----- SUPPLIED DATA -----
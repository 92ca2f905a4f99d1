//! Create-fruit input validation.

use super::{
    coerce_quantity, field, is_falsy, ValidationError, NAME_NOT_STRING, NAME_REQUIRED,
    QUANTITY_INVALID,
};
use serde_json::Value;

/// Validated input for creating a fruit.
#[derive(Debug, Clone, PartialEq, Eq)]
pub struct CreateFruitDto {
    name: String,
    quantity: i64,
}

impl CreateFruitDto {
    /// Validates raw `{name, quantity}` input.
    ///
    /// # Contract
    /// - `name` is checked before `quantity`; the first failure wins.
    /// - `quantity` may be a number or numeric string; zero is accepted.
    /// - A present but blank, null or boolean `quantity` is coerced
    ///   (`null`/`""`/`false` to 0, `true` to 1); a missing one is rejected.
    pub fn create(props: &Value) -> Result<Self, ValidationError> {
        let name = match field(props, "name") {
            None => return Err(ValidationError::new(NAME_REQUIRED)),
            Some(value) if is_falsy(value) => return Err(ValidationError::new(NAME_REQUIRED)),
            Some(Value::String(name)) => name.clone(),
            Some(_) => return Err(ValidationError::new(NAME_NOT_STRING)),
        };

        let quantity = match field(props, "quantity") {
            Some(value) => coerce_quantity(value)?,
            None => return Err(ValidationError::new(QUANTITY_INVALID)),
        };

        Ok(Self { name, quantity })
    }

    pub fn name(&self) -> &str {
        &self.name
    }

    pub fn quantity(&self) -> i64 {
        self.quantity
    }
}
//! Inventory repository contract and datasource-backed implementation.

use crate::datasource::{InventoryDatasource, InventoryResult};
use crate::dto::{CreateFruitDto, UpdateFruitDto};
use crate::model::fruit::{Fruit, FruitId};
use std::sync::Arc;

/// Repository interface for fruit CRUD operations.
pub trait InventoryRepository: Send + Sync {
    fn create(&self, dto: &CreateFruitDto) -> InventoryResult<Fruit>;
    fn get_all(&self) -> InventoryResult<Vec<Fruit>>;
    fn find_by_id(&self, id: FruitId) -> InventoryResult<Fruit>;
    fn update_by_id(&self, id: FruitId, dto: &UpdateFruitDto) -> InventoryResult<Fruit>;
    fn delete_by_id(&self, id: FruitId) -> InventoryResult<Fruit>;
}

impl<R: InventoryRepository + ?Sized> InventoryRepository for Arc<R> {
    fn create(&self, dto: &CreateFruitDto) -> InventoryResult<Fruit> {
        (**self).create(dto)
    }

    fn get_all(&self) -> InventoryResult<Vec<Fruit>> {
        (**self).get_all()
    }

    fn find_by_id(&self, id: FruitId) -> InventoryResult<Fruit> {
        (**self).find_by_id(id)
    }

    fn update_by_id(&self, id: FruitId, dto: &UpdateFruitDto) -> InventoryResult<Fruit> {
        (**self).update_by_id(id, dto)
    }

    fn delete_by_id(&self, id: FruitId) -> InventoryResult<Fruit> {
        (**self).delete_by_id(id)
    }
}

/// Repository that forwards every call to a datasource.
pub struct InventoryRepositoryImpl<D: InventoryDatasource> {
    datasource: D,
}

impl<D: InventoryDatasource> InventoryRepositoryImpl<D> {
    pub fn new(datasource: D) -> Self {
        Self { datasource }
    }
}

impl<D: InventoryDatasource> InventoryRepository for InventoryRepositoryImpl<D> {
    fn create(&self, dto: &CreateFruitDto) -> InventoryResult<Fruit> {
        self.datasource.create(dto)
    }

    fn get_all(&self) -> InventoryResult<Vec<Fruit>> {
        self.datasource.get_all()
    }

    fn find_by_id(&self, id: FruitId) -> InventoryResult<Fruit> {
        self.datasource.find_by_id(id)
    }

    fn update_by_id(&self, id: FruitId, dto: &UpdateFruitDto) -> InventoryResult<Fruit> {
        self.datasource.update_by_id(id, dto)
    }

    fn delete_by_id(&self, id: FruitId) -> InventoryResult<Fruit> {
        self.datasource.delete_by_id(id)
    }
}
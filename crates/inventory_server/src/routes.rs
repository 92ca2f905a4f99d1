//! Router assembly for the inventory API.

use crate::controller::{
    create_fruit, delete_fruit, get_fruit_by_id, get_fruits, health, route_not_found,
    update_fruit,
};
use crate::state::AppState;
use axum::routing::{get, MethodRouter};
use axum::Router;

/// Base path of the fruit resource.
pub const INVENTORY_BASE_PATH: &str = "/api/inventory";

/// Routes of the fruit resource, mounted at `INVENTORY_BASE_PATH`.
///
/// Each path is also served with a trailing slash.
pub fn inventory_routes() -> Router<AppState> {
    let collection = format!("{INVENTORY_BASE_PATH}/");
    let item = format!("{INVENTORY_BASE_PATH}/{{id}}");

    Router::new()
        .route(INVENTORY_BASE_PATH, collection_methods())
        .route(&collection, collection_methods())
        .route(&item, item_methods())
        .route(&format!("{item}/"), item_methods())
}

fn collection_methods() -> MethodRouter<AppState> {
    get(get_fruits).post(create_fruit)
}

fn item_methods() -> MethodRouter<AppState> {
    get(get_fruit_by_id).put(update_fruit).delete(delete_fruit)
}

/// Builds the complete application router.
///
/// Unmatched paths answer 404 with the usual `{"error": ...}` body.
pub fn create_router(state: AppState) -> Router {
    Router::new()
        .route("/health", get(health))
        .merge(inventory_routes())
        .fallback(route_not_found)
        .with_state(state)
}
-----
> _TO DO_: Write out exactly, please, the lines beginning at the start of the material and ending with the line that holds "pub struct CreateFruitDto", both included.

> _SOLUTION FOR THIS PROBLEM_:
repository 92ca2f905a4f99d1
//! Create-fruit input validation.

use super::{
    coerce_quantity, field, is_falsy, ValidationError, NAME_NOT_STRING, NAME_REQUIRED,
    QUANTITY_INVALID,
};
use serde_json::Value;

/// Validated input for creating a fruit.
#[derive(Debug, Clone, PartialEq, Eq)]
pub struct CreateFruitDto {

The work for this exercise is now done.